Could you filter the records below and keep only the lines with the word "cultures"?

╭─ DATA SHOWN

use lazy_static::lazy_static;
use regex::Regex;

use super::{PUNCTUATION_LEAD, PUNCTUATION_TAIL, ResourceTableEntryRule, neutral_text, non_empty};

/// Maps locale-specific punctuation to its ASCII counterpart.
pub fn normalize_punctuation(c: char) -> char {
    match c {
        '，' | '、' | '､' | '،' | '՝' => ',',
        '。' | '．' | '｡' | '։' | '।' | '॥' => '.',
        '：' => ':',
        '；' | '؛' => ';',
        '！' | '՜' => '!',
        '？' | '؟' | '՞' => '?',
        '‐' | '‑' | '‒' | '–' | '—' | '―' | '－' => '-',
        other => other,
    }
}

lazy_static! {
    static ref PUNCTUATION: Regex = Regex::new(r"^[\p{Po}\p{Pd}]$").unwrap();
}

/// Other punctuation and dashes considered by the rules. Quotes, `#`, `&` and inverted
/// marks are not.
fn is_punctuation(c: char) -> bool {
    if matches!(c, '"' | '\'' | '#' | '&' | '¡' | '¿') {
        return false;
    }
    let mut buffer = [0; 4];
    PUNCTUATION.is_match(c.encode_utf8(&mut buffer)) || normalize_punctuation(c) != c
}

fn leading(value: &str) -> String {
    value
        .trim()
        .chars()
        .take_while(|c| is_punctuation(*c))
        .map(normalize_punctuation)
        .collect()
}

fn trailing(value: &str) -> String {
    let mut run: Vec<char> = value
        .trim()
        .chars()
        .rev()
        .take_while(|c| is_punctuation(*c))
        .map(normalize_punctuation)
        .collect();
    run.reverse();
    run.into_iter().collect()
}

fn check(
    neutral: Option<&str>,
    values: &[&str],
    extract: fn(&str) -> String,
    position: &str,
) -> Result<(), String> {
    let Some(neutral) = neutral_text(neutral) else {
        return Ok(());
    };
    let expected = extract(neutral);
    if non_empty(values).all(|value| extract(value) == expected) {
        return Ok(());
    }
    if expected.is_empty() {
        Err(format!(
            "Punctuation at the {} of the text does not match the neutral text. Expected no punctuation.",
            position
        ))
    } else {
        Err(format!(
            "Punctuation at the {} of the text does not match the neutral text. Expected \"{}\".",
            position, expected
        ))
    }
}

#[derive(Debug, Clone, Copy, Default)]
pub struct PunctuationLeadRule;

impl ResourceTableEntryRule for PunctuationLeadRule {
    fn rule_id(&self) -> &'static str {
        PUNCTUATION_LEAD
    }

    fn complies_to_rule(&self, neutral: Option<&str>, values: &[&str]) -> Result<(), String> {
        check(neutral, values, leading, "start")
    }
}

#[derive(Debug, Clone, Copy, Default)]
pub struct PunctuationTailRule;

impl ResourceTableEntryRule for PunctuationTailRule {
    fn rule_id(&self) -> &'static str {
        PUNCTUATION_TAIL
    }

    fn complies_to_rule(&self, neutral: Option<&str>, values: &[&str]) -> Result<(), String> {
        check(neutral, values, trailing, "end")
    }
}
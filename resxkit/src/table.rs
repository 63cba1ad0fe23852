//! Tab separated export and import of the entry table.
//!
//! The first row is a header: `Project`, `File`, `Key`, then a `Value` and a `Comment`
//! column per culture (`Value.de`, `Comment.de`, ...; the neutral culture has no
//! suffix). `File` is the entity directory and base name joined with `/`.
//!
//! Comments are exported without their metadata tokens and imported through
//! [`ResourceEntity::set_comment`], so tokens already stored in the file survive.

use std::{
    collections::BTreeMap,
    io::{Read, Write},
};

use tracing::{debug, warn};

use crate::{
    culture::CultureKey,
    entity::{EntityIdentity, ResourceEntity},
    error::Error,
    manager::ResourceManager,
};

const PROJECT: &str = "Project";
const FILE: &str = "File";
const KEY: &str = "Key";
const VALUE: &str = "Value";
const COMMENT: &str = "Comment";

#[derive(Debug, Clone, Copy, PartialEq, Eq)]
enum Column {
    Value,
    Comment,
}

fn column_name(kind: Column, culture: &CultureKey) -> String {
    let prefix = match kind {
        Column::Value => VALUE,
        Column::Comment => COMMENT,
    };
    match culture {
        CultureKey::Neutral => prefix.to_string(),
        culture => format!("{}.{}", prefix, culture.tag()),
    }
}

fn parse_column(name: &str) -> Option<Result<(Column, CultureKey), Error>> {
    let (kind, rest) = if let Some(rest) = name.strip_prefix(VALUE) {
        (Column::Value, rest)
    } else if let Some(rest) = name.strip_prefix(COMMENT) {
        (Column::Comment, rest)
    } else {
        return None;
    };
    match rest {
        "" => Some(Ok((kind, CultureKey::Neutral))),
        rest => {
            let tag = rest.strip_prefix('.')?;
            Some(CultureKey::parse(tag).map(|culture| (kind, culture)))
        }
    }
}

fn file_column(entity: &ResourceEntity) -> String {
    match entity.directory_name() {
        "" => entity.base_name().to_string(),
        directory => format!("{}/{}", directory, entity.base_name()),
    }
}

fn identity_from_columns(project: &str, file: &str) -> EntityIdentity {
    match file.rsplit_once('/') {
        Some((directory, base)) => EntityIdentity::new(project, base, directory),
        None => EntityIdentity::new(project, file, ""),
    }
}

/// Writes every entry of `entities` for the given cultures.
pub fn export_table<'a, W: Write>(
    entities: impl IntoIterator<Item = &'a ResourceEntity>,
    cultures: &[CultureKey],
    writer: W,
) -> Result<(), Error> {
    let mut wtr = csv::WriterBuilder::new()
        .delimiter(b'\t')
        .from_writer(writer);

    let mut header = vec![PROJECT.to_string(), FILE.to_string(), KEY.to_string()];
    for culture in cultures {
        header.push(column_name(Column::Value, culture));
        header.push(column_name(Column::Comment, culture));
    }
    wtr.write_record(&header).map_err(Error::CsvParse)?;

    for entity in entities {
        let file = file_column(entity);
        for entry in entity.entries() {
            let mut row = vec![
                entity.project_name().to_string(),
                file.clone(),
                entry.key().to_string(),
            ];
            for culture in cultures {
                row.push(entry.value(culture).unwrap_or_default().to_string());
                row.push(entry.comment(culture).unwrap_or_default().to_string());
            }
            wtr.write_record(&row).map_err(Error::CsvParse)?;
        }
    }

    wtr.flush().map_err(Error::Io)?;
    Ok(())
}

/// Exports every entity of `manager` for all of its cultures.
pub fn export_to_string(manager: &ResourceManager) -> Result<String, Error> {
    let cultures: Vec<CultureKey> = manager.cultures().into_iter().collect();
    let mut buffer = Vec::new();
    export_table(manager.entities(), &cultures, &mut buffer)?;
    String::from_utf8(buffer).map_err(|e| Error::DataMismatch(e.to_string()))
}

#[derive(Debug, Default, Clone, PartialEq, Eq)]
pub struct ImportSummary {
    pub rows: usize,
    pub added_keys: usize,
    pub changed_cells: usize,
    pub skipped_rows: usize,
}

/// Applies a table to the loaded entities.
///
/// Unknown entities and cultures the entity does not have are skipped. Missing keys are
/// added. Stops at the first rejected edit.
pub fn import_table<R: Read>(manager: &mut ResourceManager, reader: R) -> Result<ImportSummary, Error> {
    let mut rdr = csv::ReaderBuilder::new()
        .has_headers(false)
        .delimiter(b'\t')
        .flexible(true)
        .from_reader(reader);
    let mut records = rdr.records();

    let Some(header) = records.next() else {
        return Ok(ImportSummary::default());
    };
    let header = header.map_err(Error::CsvParse)?;
    let position = |name: &str| header.iter().position(|h| h == name);
    let (Some(project_index), Some(file_index), Some(key_index)) =
        (position(PROJECT), position(FILE), position(KEY))
    else {
        return Err(Error::DataMismatch(format!(
            "table header must contain `{}`, `{}` and `{}` columns",
            PROJECT, FILE, KEY
        )));
    };

    let mut columns: BTreeMap<usize, (Column, CultureKey)> = BTreeMap::new();
    for (index, name) in header.iter().enumerate() {
        match parse_column(name) {
            Some(Ok(column)) => {
                columns.insert(index, column);
            }
            Some(Err(e)) => warn!("ignoring column `{}`: {}", name, e),
            None => {}
        }
    }

    let mut summary = ImportSummary::default();
    for record in records {
        let record = record.map_err(Error::CsvParse)?;
        summary.rows += 1;
        let cell = |index: usize| record.get(index).unwrap_or_default();

        let identity = identity_from_columns(cell(project_index), cell(file_index));
        let Some(entity) = manager.entity_mut(&identity) else {
            warn!("no resource `{}` for row {}", identity, summary.rows);
            summary.skipped_rows += 1;
            continue;
        };
        let key = cell(key_index);
        let id = match entity.entry_by_key(key) {
            Some(entry) => entry.id(),
            None => match entity.add(key)? {
                Some(id) => {
                    summary.added_keys += 1;
                    id
                }
                None => {
                    summary.skipped_rows += 1;
                    continue;
                }
            },
        };

        for (&index, (kind, culture)) in &columns {
            let Some(text) = record.get(index) else {
                continue;
            };
            if entity.language(culture).is_none() {
                debug!("{} has no `{}` language", identity, culture.display_name());
                continue;
            }
            let changed = match kind {
                Column::Value => entity.set_value(id, culture, Some(text))?,
                Column::Comment => entity.set_comment(id, culture, text)?,
            };
            if changed {
                summary.changed_cells += 1;
            }
        }
    }
    Ok(summary)
}
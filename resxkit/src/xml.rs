//! Minimal lossless XML tree over quick-xml events.
//!
//! Every event is kept in owned form, so writing an untouched document reproduces it
//! byte for byte. Only elements that are edited get re-serialized.

use quick_xml::{
    Reader, Writer,
    events::{BytesStart, BytesText, Event},
};

use crate::error::Error;

#[derive(Debug, Clone)]
pub enum XmlNode {
    Element(XmlElement),
    /// Any non-element event: text, CDATA, comments, declarations, processing instructions.
    Event(Event<'static>),
}

impl XmlNode {
    pub fn as_element(&self) -> Option<&XmlElement> {
        match self {
            XmlNode::Element(element) => Some(element),
            XmlNode::Event(_) => None,
        }
    }

    pub fn as_element_mut(&mut self) -> Option<&mut XmlElement> {
        match self {
            XmlNode::Element(element) => Some(element),
            XmlNode::Event(_) => None,
        }
    }

    /// Returns the raw text if this node is whitespace-only text.
    pub fn as_whitespace(&self) -> Option<&str> {
        match self {
            XmlNode::Event(Event::Text(text)) if text.iter().all(u8::is_ascii_whitespace) => {
                std::str::from_utf8(text).ok()
            }
            _ => None,
        }
    }

    pub fn whitespace(raw: &str) -> Self {
        XmlNode::Event(Event::Text(BytesText::from_escaped(raw.to_string())))
    }
}

#[derive(Debug, Clone)]
pub struct XmlElement {
    start: BytesStart<'static>,
    children: Vec<XmlNode>,
    self_closing: bool,
}

impl XmlElement {
    pub fn new(name: &str) -> Self {
        XmlElement {
            start: BytesStart::new(name.to_string()),
            children: Vec::new(),
            self_closing: true,
        }
    }

    pub fn with_attribute(mut self, name: &str, value: &str) -> Self {
        self.start.push_attribute((name, value));
        self
    }

    pub fn with_text(mut self, value: &str) -> Self {
        self.set_text(value);
        self
    }

    pub fn with_child(mut self, child: XmlElement) -> Self {
        self.self_closing = false;
        self.children.push(XmlNode::Element(child));
        self
    }

    /// Local (namespace-free) element name.
    pub fn name(&self) -> String {
        String::from_utf8_lossy(self.start.local_name().as_ref()).into_owned()
    }

    pub fn is(&self, local_name: &str) -> bool {
        self.start.local_name().as_ref() == local_name.as_bytes()
    }

    pub fn attribute(&self, name: &str) -> Option<String> {
        self.start
            .attributes()
            .with_checks(false)
            .filter_map(Result::ok)
            .find(|attr| attr.key.as_ref() == name.as_bytes())
            .and_then(|attr| attr.unescape_value().ok().map(|v| v.into_owned()))
    }

    pub fn has_attribute(&self, name: &str) -> bool {
        self.attribute(name).is_some()
    }

    /// Replaces (or appends) one attribute, keeping the order of the others.
    pub fn set_attribute(&mut self, name: &str, value: &str) {
        let qualified = String::from_utf8_lossy(self.start.name().as_ref()).into_owned();
        let mut start = BytesStart::new(qualified);
        let mut replaced = false;
        for attr in self.start.attributes().with_checks(false).filter_map(Result::ok) {
            if attr.key.as_ref() == name.as_bytes() {
                start.push_attribute((name, value));
                replaced = true;
            } else {
                start.push_attribute(attr);
            }
        }
        if !replaced {
            start.push_attribute((name, value));
        }
        self.start = start;
    }

    pub fn children(&self) -> &[XmlNode] {
        &self.children
    }

    pub fn children_mut(&mut self) -> &mut Vec<XmlNode> {
        self.self_closing = false;
        &mut self.children
    }

    pub fn elements(&self) -> impl Iterator<Item = &XmlElement> {
        self.children.iter().filter_map(XmlNode::as_element)
    }

    pub fn element(&self, local_name: &str) -> Option<&XmlElement> {
        self.elements().find(|e| e.is(local_name))
    }

    pub fn element_mut(&mut self, local_name: &str) -> Option<&mut XmlElement> {
        self.children
            .iter_mut()
            .filter_map(XmlNode::as_element_mut)
            .find(|e| e.is(local_name))
    }

    /// Removes the first child element with the given name; returns whether one existed.
    pub fn remove_element(&mut self, local_name: &str) -> bool {
        let Some(position) = self
            .children
            .iter()
            .position(|n| n.as_element().is_some_and(|e| e.is(local_name)))
        else {
            return false;
        };
        self.remove_child_with_indent(position);
        true
    }

    /// Removes the child at `position` together with the whitespace right before it.
    pub fn remove_child_with_indent(&mut self, position: usize) -> Vec<XmlNode> {
        let start = if position > 0 && self.children[position - 1].as_whitespace().is_some() {
            position - 1
        } else {
            position
        };
        self.children.drain(start..=position).collect()
    }

    /// Inserts an element right after the child at `after`, or first when `after` is `None`,
    /// using `indent` as the whitespace in front of it.
    pub fn insert_element(&mut self, after: Option<usize>, element: XmlElement, indent: &str) {
        self.self_closing = false;
        match after {
            Some(index) => {
                let position = (index + 1).min(self.children.len());
                self.children.insert(position, XmlNode::Element(element));
                self.children.insert(position, XmlNode::whitespace(indent));
            }
            None => {
                let position = self
                    .children
                    .iter()
                    .position(|n| n.as_whitespace().is_none())
                    .unwrap_or(self.children.len());
                self.children.insert(position, XmlNode::whitespace(indent));
                self.children.insert(position, XmlNode::Element(element));
            }
        }
    }

    /// Appends an element before trailing whitespace, indented like the last child element.
    pub fn append_element(&mut self, element: XmlElement, default_indent: &str) {
        let last_element = self
            .children
            .iter()
            .rposition(|n| n.as_element().is_some());
        match last_element {
            Some(index) => {
                let indent = self
                    .indentation_of(index)
                    .unwrap_or(default_indent)
                    .to_string();
                self.insert_element(Some(index), element, &indent);
            }
            None => {
                self.self_closing = false;
                let trailing = self
                    .children
                    .last()
                    .and_then(XmlNode::as_whitespace)
                    .is_some();
                let position = if trailing {
                    self.children.len() - 1
                } else {
                    self.children.len()
                };
                self.children.insert(position, XmlNode::Element(element));
                self.children
                    .insert(position, XmlNode::whitespace(default_indent));
            }
        }
    }

    /// Whitespace text directly in front of the child at `position`.
    pub fn indentation_of(&self, position: usize) -> Option<&str> {
        if position == 0 {
            return None;
        }
        self.children[position - 1].as_whitespace()
    }

    /// Concatenated, unescaped text and CDATA content.
    pub fn text(&self) -> Result<String, Error> {
        let mut out = String::new();
        for child in &self.children {
            match child {
                XmlNode::Event(Event::Text(text)) => out.push_str(&text.unescape()?),
                XmlNode::Event(Event::CData(data)) => out.push_str(&String::from_utf8_lossy(data)),
                _ => {}
            }
        }
        Ok(out)
    }

    pub fn set_text(&mut self, value: &str) {
        self.children = vec![XmlNode::Event(Event::Text(BytesText::new(value).into_owned()))];
        self.self_closing = false;
    }

    fn write<W: std::io::Write>(&self, writer: &mut Writer<W>) -> Result<(), Error> {
        if self.self_closing && self.children.is_empty() {
            writer.write_event(Event::Empty(self.start.borrow()))?;
            return Ok(());
        }
        writer.write_event(Event::Start(self.start.borrow()))?;
        for child in &self.children {
            write_node(child, writer)?;
        }
        writer.write_event(Event::End(self.start.to_end()))?;
        Ok(())
    }
}

/// A parsed document: prolog nodes, the root element and anything after it.
#[derive(Debug, Clone)]
pub struct XmlDocument {
    nodes: Vec<XmlNode>,
}

impl XmlDocument {
    pub fn parse(content: &str) -> Result<Self, Error> {
        let mut reader = Reader::from_str(content);
        reader.config_mut().trim_text(false);

        let mut stack: Vec<XmlElement> = Vec::new();
        let mut nodes: Vec<XmlNode> = Vec::new();

        fn push(stack: &mut [XmlElement], nodes: &mut Vec<XmlNode>, node: XmlNode) {
            match stack.last_mut() {
                Some(parent) => parent.children.push(node),
                None => nodes.push(node),
            }
        }

        loop {
            match reader.read_event()? {
                Event::Start(start) => stack.push(XmlElement {
                    start: start.into_owned(),
                    children: Vec::new(),
                    self_closing: false,
                }),
                Event::End(_) => {
                    let element = stack.pop().ok_or_else(|| {
                        Error::DataMismatch("unexpected closing tag".to_string())
                    })?;
                    push(&mut stack, &mut nodes, XmlNode::Element(element));
                }
                Event::Empty(start) => {
                    let element = XmlElement {
                        start: start.into_owned(),
                        children: Vec::new(),
                        self_closing: true,
                    };
                    push(&mut stack, &mut nodes, XmlNode::Element(element));
                }
                Event::Eof => break,
                other => push(&mut stack, &mut nodes, XmlNode::Event(other.into_owned())),
            }
        }

        if let Some(open) = stack.last() {
            return Err(Error::DataMismatch(format!(
                "unclosed element `{}`",
                open.name()
            )));
        }
        Ok(XmlDocument { nodes })
    }

    pub fn root(&self) -> Option<&XmlElement> {
        self.nodes.iter().find_map(XmlNode::as_element)
    }

    pub fn root_mut(&mut self) -> Option<&mut XmlElement> {
        self.nodes.iter_mut().find_map(XmlNode::as_element_mut)
    }

    pub fn render(&self) -> Result<String, Error> {
        let mut writer = Writer::new(Vec::new());
        for node in &self.nodes {
            write_node(node, &mut writer)?;
        }
        String::from_utf8(writer.into_inner())
            .map_err(|e| Error::DataMismatch(format!("rendered XML is not UTF-8: {}", e)))
    }
}

fn write_node<W: std::io::Write>(node: &XmlNode, writer: &mut Writer<W>) -> Result<(), Error> {
    match node {
        XmlNode::Element(element) => element.write(writer),
        XmlNode::Event(event) => {
            writer.write_event(event.borrow())?;
            Ok(())
        }
    }
}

╰─

• [SOLUTION FOR THIS EXERCISE]:
/// Writes every entry of `entities` for the given cultures.
    cultures: &[CultureKey],
    for culture in cultures {
            for culture in cultures {
/// Exports every entity of `manager` for all of its cultures.
    let cultures: Vec<CultureKey> = manager.cultures().into_iter().collect();
    export_table(manager.entities(), &cultures, &mut buffer)?;
/// Unknown entities and cultures the entity does not have are skipped. Missing keys are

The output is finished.